Two words sum up the improvements: performance and graphics, says Todd Benjamin, senior product marketing manager for Apple's PowerMac division. The top of the line in the second-generation G5s was a 2.5GHz dual-processor system. The new top dog bests that with a 2.7GHz model featuring dual 64-bit IBM server-class processors, both with dual floating points. Combined with Tiger's support for 64-bit virtual memory, that gives the G5s the ability to run powerful applications more efficiently. "64-bit processors allow you to address far more main memory," Benjamin says, "so applications can now be authored to address up to 8GB of main memory, where the previous ceiling was 4GB." Motion 2, for example, is capable of using up to 8GB.

Benjamin says Apple's approach to dual 64-bit processors is more efficient than what's available on the PC side. The dual processors on PCs share the same frontside bus, he says, which can lead to processing conflicts and slowdowns. The new G5s include a dual, independent frontside bus, "so each processor has an individual pipeline," he adds. Along with an ATI 9650 graphics card, that significantly improves the 2.7GHz model's performance over anything Apple has offered previously, Benjamin says. For example, Final Cut Pro HD now can edit two streams of uncompressed HDV simultaneously, he says. "It's not a huge clock speed increase, but it's a first on the platform, and shows just how powerful these processors are," he says.

Though the dual 2.7GHz sits atop the G5 heap (not just in power and speed but in price, at $2,999), the other two new G5s offer many of the same improvements. The dual 2.0GHz and 2.3GHz G5s both come outfitted with an ATI Radeon 9600 graphics card and sell for $1,999 and $2,499, respectively. Two years ago, a similar dual 2.0GHz G5 went for $1,000 more.

According to a technical specifications document from Apple, the 2.7GHz G5 rendered a DV project containing multiple effects and filters 113% faster than a 3.6GHz Dell Dimension XPS Gen 4 Pentium 4-based system, and 83% faster than a dual 3.6GHz Xeon-based system.

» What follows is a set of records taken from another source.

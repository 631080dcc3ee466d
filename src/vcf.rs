//! Victory by Continuous Fours (VCF) solver
//!
//! Proves a forced win using only four-threats: every attacker move must
//! make a four, every forced reply must still lose, and the line ends in a
//! five or an open four. Each branch works on its own copy of the board.

use crate::board::{Board, CELLS, DIRECTIONS, SIZE};
use crate::cache::Cache;
use crate::deadline::Deadline;
use crate::eval::count_line;
use crate::player::{Cell, Role};
use crate::rules;
use crate::threats;
use log::debug;

// Each entry holds its key twice (map and eviction queue)
const MEMO_CAPACITY: usize = 20_000;

#[derive(Debug, Clone, Copy, PartialEq, Eq, Hash)]
enum Side {
  Attacker,
  Defender,
}

#[derive(Clone, PartialEq, Eq, Hash)]
struct VcfKey {
  cells: [Cell; CELLS],
  attacker: Role,
  depth: i32,
  side: Side,
}

impl VcfKey {
  fn new(board: &Board, attacker: Role, depth: i32, side: Side) -> Self {
    Self {
      cells: *board.cells(),
      attacker,
      depth,
      side,
    }
  }
}

/// One forced-win search. The memo lives as long as the solver and is
/// emptied at the start of every `solve`.
pub struct VcfSolver {
  deadline: Deadline,
  // Attacker nodes store the winning four, defender nodes the saving block
  memo: Cache<VcfKey, Option<(usize, usize)>>,
  nodes: u64,
}

impl VcfSolver {
  pub fn new(deadline: Deadline) -> Self {
    Self {
      deadline,
      memo: Cache::new(MEMO_CAPACITY),
      nodes: 0,
    }
  }

  /// First move of a forced win for `attacker` within `depth` plies, if any.
  /// Running out of time yields `None`, never an error.
  pub fn solve(&mut self, board: &Board, attacker: Role, depth: i32) -> Option<(usize, usize)> {
    self.memo.clear();
    self.nodes = 0;
    let found = self.attack(board, attacker, depth);
    debug!(
      "vcf {:?} depth {}: {:?} after {} nodes{}",
      attacker,
      depth,
      found,
      self.nodes,
      if self.deadline.is_expired() { " (timeout)" } else { "" }
    );
    found
  }

  pub fn nodes(&self) -> u64 {
    self.nodes
  }

  pub fn timed_out(&self) -> bool {
    self.deadline.is_expired()
  }

  fn attack(&mut self, board: &Board, attacker: Role, depth: i32) -> Option<(usize, usize)> {
    if depth <= 0 || self.deadline.poll() {
      return None;
    }
    self.nodes += 1;

    let key = VcfKey::new(board, attacker, depth, Side::Attacker);
    if let Some(&hit) = self.memo.get(&key) {
      return hit;
    }

    let mut work = board.clone();
    let mut found = None;
    for (x, y) in four_moves(&mut work, attacker) {
      let (ix, iy) = (x as i32, y as i32);
      if !rules::is_valid_move(&mut work, ix, iy, attacker) {
        continue;
      }

      let mut next = board.clone();
      next.set(x, y, attacker);
      if rules::check_win(&next, ix, iy, attacker) || threats::is_open_four_at(&next, ix, iy, attacker) {
        found = Some((x, y));
        break;
      }

      let blocks = must_block_moves(&mut next, attacker);
      if blocks.is_empty() {
        // the four can be ignored
        continue;
      }
      if self.refute(&next, attacker, depth, &blocks).is_none() {
        found = Some((x, y));
        break;
      }
    }

    self.memo.put(key, found);
    found
  }

  /// A forced reply that survives, or `None` when every reply loses.
  fn refute(&mut self, board: &Board, attacker: Role, depth: i32, blocks: &[(usize, usize)]) -> Option<(usize, usize)> {
    let key = VcfKey::new(board, attacker, depth, Side::Defender);
    if let Some(&hit) = self.memo.get(&key) {
      return hit;
    }

    let defender = attacker.opponent();
    let mut saving = None;
    for &(bx, by) in blocks {
      if !board.is_empty(bx as i32, by as i32) {
        continue;
      }
      let mut after = board.clone();
      after.set(bx, by, defender);
      if rules::check_win(&after, bx as i32, by as i32, defender) || self.attack(&after, attacker, depth - 2).is_none() {
        saving = Some((bx, by));
        break;
      }
    }

    self.memo.put(key, saving);
    saving
  }
}

/// Candidate cells where `role` makes four or more in a row, open fours first.
pub fn four_moves(board: &mut Board, role: Role) -> Vec<(usize, usize)> {
  let mut moves: Vec<((usize, usize), u32)> = Vec::new();
  for (x, y) in board.candidate_moves(2) {
    let (ix, iy) = (x as i32, y as i32);
    if !board.is_empty(ix, iy) {
      continue;
    }
    let makes_four = board.with_stone(ix, iy, role, |b| {
      DIRECTIONS.iter().any(|&(dx, dy)| count_line(b, ix, iy, dx, dy, role).0 >= 4)
    });
    if makes_four {
      let priority = if threats::creates_open_four(board, ix, iy, role) { 100 } else { 1 };
      moves.push(((x, y), priority));
    }
  }
  moves.sort_by(|a, b| b.1.cmp(&a.1));
  moves.into_iter().map(|(pos, _)| pos).collect()
}

/// Every empty cell where `attacker` would complete five, scanning the whole board.
pub fn must_block_moves(board: &mut Board, attacker: Role) -> Vec<(usize, usize)> {
  let mut blocks = Vec::new();
  for y in 0..SIZE as i32 {
    for x in 0..SIZE as i32 {
      if !board.is_empty(x, y) {
        continue;
      }
      let wins = board.with_stone(x, y, attacker, |b| {
        DIRECTIONS.iter().any(|&(dx, dy)| count_line(b, x, y, dx, dy, attacker).0 >= 5)
      });
      if wins {
        blocks.push((x as usize, y as usize));
      }
    }
  }
  blocks
}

The 2.0GHz model also outpaced the PCs, clocking in at 76% faster than the Pentium 4 and 52% faster than the Xeon. (The Apple tests used Adobe Premiere Pro as the comparison NLE on the PCs, but the same source files.) Similar results were achieved with After Effects, LightWave 3D, and Photoshop.

That doesn't necessarily make the G5 the fastest video-editing system on the block. Apple's tests indicated that the 2.7GHz unit came in about even with a Boxx Tech Series 7300 with dual 2.6GHz AMD Opteron 252 processors, and 30% slower than an Alienware Aurora 5500 with a 2.4GHz AMD Athlon 64 4000+ (again, in rendering DV content with multiple effects and filters). Of course, those are dedicated video editing systems; the Boxx system, for instance, costs roughly $1,000 more than the G5.

Apple's also made it cheaper to upgrade to one of their Cinema Displays, available in 20" ($799), 23" ($1,499), and 30" ($2,999) configurations, meaning that a 2.0GHz workstation with a 20" display is now cheaper than the workstation alone was two years ago. Apple's Cinema Displays differ from many other flat-panels, Benjamin says, in that they're all-digital from computer to display; many other flat panels require the signal to be converted from digital to analog and then back to digital, he says.

While support for two 20" displays is native to both the 2.0GHz and 2.3GHz configurations, only the 2.7GHz model supports the 30" display. "But the other two can be upgraded to support the 30-inch for $50," Benjamin says, " so you don't have to spend another $500 or $600 on a new graphics card to get the 30-inch support."

All the new G5s come outfitted with a 16X DVD SuperDrive with DVD+R double-layer capability, though Apple won't disclose the drive supplier.